(Collected data)
● ● ● ●
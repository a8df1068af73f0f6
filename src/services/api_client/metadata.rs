use reqwest::Method;
use serde_json::Value;

use super::*;

/// Global key/value store at `/v3/metadata`
impl CoreClient {
    pub async fn metadata_list(&self) -> ApiResult<Value> {
        self.get_value("/v3/metadata").await
    }

    pub async fn metadata_get(&self, key: &str) -> ApiResult<Value> {
        self.get_value(&format!("/v3/metadata/{}", segment(key))).await
    }

    pub async fn metadata_set(&self, key: &str, data: &Value) -> ApiResult<Value> {
        self.send_json(Method::PUT, &format!("/v3/metadata/{}", segment(key)), data)
            .await
    }

    pub async fn metadata_delete(&self, key: &str) -> ApiResult<Value> {
        self.delete_value(&format!("/v3/metadata/{}", segment(key))).await
    }
}
use crate::models::{ProcessCommand, ProcessDescriptor, ProcessSummary};
use reqwest::Method;
use serde_json::Value;

use super::*;

impl CoreClient {
    pub async fn list_processes(&self) -> ApiResult<Vec<ProcessSummary>> {
        self.get_json("/v3/process").await
    }

    /// Process list exactly as the Core returned it
    pub async fn list_processes_raw(&self) -> ApiResult<Value> {
        self.get_value("/v3/process").await
    }

    pub async fn get_process(&self, id: &str) -> ApiResult<Value> {
        self.get_value(&format!("/v3/process/{}", segment(id))).await
    }

    pub async fn create_process(&self, descriptor: &ProcessDescriptor) -> ApiResult<Value> {
        self.send_json(Method::POST, "/v3/process", descriptor).await
    }

    pub async fn update_process(&self, id: &str, descriptor: &ProcessDescriptor) -> ApiResult<Value> {
        self.send_json(Method::PUT, &format!("/v3/process/{}", segment(id)), descriptor)
            .await
    }

    pub async fn delete_process(&self, id: &str) -> ApiResult<Value> {
        self.delete_value(&format!("/v3/process/{}", segment(id))).await
    }

    pub async fn command(&self, id: &str, command: ProcessCommand) -> ApiResult<Value> {
        log::info!("Sending {} to process {id}", command.as_str());
        self.send_json(
            Method::PUT,
            &format!("/v3/process/{}/command", segment(id)),
            &serde_json::json!({ "command": command }),
        )
        .await
    }

    pub async fn process_state(&self, id: &str) -> ApiResult<Value> {
        self.get_value(&format!("/v3/process/{}/state", segment(id))).await
    }

    pub async fn process_report(&self, id: &str) -> ApiResult<Value> {
        self.get_value(&format!("/v3/process/{}/report", segment(id))).await
    }

    /// Probe of the process's input as seen by the Core
    pub async fn process_probe(&self, id: &str) -> ApiResult<Value> {
        self.get_value(&format!("/v3/process/{}/probe", segment(id))).await
    }

    pub async fn process_config(&self, id: &str) -> ApiResult<Value> {
        self.get_value(&format!("/v3/process/{}/config", segment(id))).await
    }

    pub async fn process_metadata(&self, id: &str) -> ApiResult<Value> {
        self.get_value(&format!("/v3/process/{}/metadata", segment(id))).await
    }

    pub async fn update_process_metadata(&self, id: &str, metadata: &Value) -> ApiResult<Value> {
        self.send_json(
            Method::PUT,
            &format!("/v3/process/{}/metadata", segment(id)),
            metadata,
        )
        .await
    }

    pub async fn process_log(&self, id: &str) -> ApiResult<Value> {
        self.get_value(&format!("/v3/process/{}/log", segment(id))).await
    }
}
● ● ● ●
◆ **ASSIGNED TASK**:
Exact repetition of every record is required.

◆ **ANSWER SECTION**:
repository a8df1068af73f0f6
filename src/services/api_client/metadata.rs
use reqwest::Method;
use serde_json::Value;

use super::*;

/// Global key/value store at `/v3/metadata`
impl CoreClient {
    pub async fn metadata_list(&self) -> ApiResult<Value> {
        self.get_value("/v3/metadata").await
    }

    pub async fn metadata_get(&self, key: &str) -> ApiResult<Value> {
        self.get_value(&format!("/v3/metadata/{}", segment(key))).await
    }

    pub async fn metadata_set(&self, key: &str, data: &Value) -> ApiResult<Value> {
        self.send_json(Method::PUT, &format!("/v3/metadata/{}", segment(key)), data)
            .await
    }

    pub async fn metadata_delete(&self, key: &str) -> ApiResult<Value> {
        self.delete_value(&format!("/v3/metadata/{}", segment(key))).await
    }
}
use crate::models::{ProcessCommand, ProcessDescriptor, ProcessSummary};
use reqwest::Method;
use serde_json::Value;

use super::*;

impl CoreClient {
    pub async fn list_processes(&self) -> ApiResult<Vec<ProcessSummary>> {
        self.get_json("/v3/process").await
    }

    /// Process list exactly as the Core returned it
    pub async fn list_processes_raw(&self) -> ApiResult<Value> {
        self.get_value("/v3/process").await
    }

    pub async fn get_process(&self, id: &str) -> ApiResult<Value> {
        self.get_value(&format!("/v3/process/{}", segment(id))).await
    }

    pub async fn create_process(&self, descriptor: &ProcessDescriptor) -> ApiResult<Value> {
        self.send_json(Method::POST, "/v3/process", descriptor).await
    }

    pub async fn update_process(&self, id: &str, descriptor: &ProcessDescriptor) -> ApiResult<Value> {
        self.send_json(Method::PUT, &format!("/v3/process/{}", segment(id)), descriptor)
            .await
    }

    pub async fn delete_process(&self, id: &str) -> ApiResult<Value> {
        self.delete_value(&format!("/v3/process/{}", segment(id))).await
    }

    pub async fn command(&self, id: &str, command: ProcessCommand) -> ApiResult<Value> {
        log::info!("Sending {} to process {id}", command.as_str());
        self.send_json(
            Method::PUT,
            &format!("/v3/process/{}/command", segment(id)),
            &serde_json::json!({ "command": command }),
        )
        .await
    }

    pub async fn process_state(&self, id: &str) -> ApiResult<Value> {
        self.get_value(&format!("/v3/process/{}/state", segment(id))).await
    }

    pub async fn process_report(&self, id: &str) -> ApiResult<Value> {
        self.get_value(&format!("/v3/process/{}/report", segment(id))).await
    }

    /// Probe of the process's input as seen by the Core
    pub async fn process_probe(&self, id: &str) -> ApiResult<Value> {
        self.get_value(&format!("/v3/process/{}/probe", segment(id))).await
    }

    pub async fn process_config(&self, id: &str) -> ApiResult<Value> {
        self.get_value(&format!("/v3/process/{}/config", segment(id))).await
    }

    pub async fn process_metadata(&self, id: &str) -> ApiResult<Value> {
        self.get_value(&format!("/v3/process/{}/metadata", segment(id))).await
    }

    pub async fn update_process_metadata(&self, id: &str, metadata: &Value) -> ApiResult<Value> {
        self.send_json(
            Method::PUT,
            &format!("/v3/process/{}/metadata", segment(id)),
            metadata,
        )
        .await
    }

    pub async fn process_log(&self, id: &str) -> ApiResult<Value> {
        self.get_value(&format!("/v3/process/{}/log", segment(id))).await
    }
}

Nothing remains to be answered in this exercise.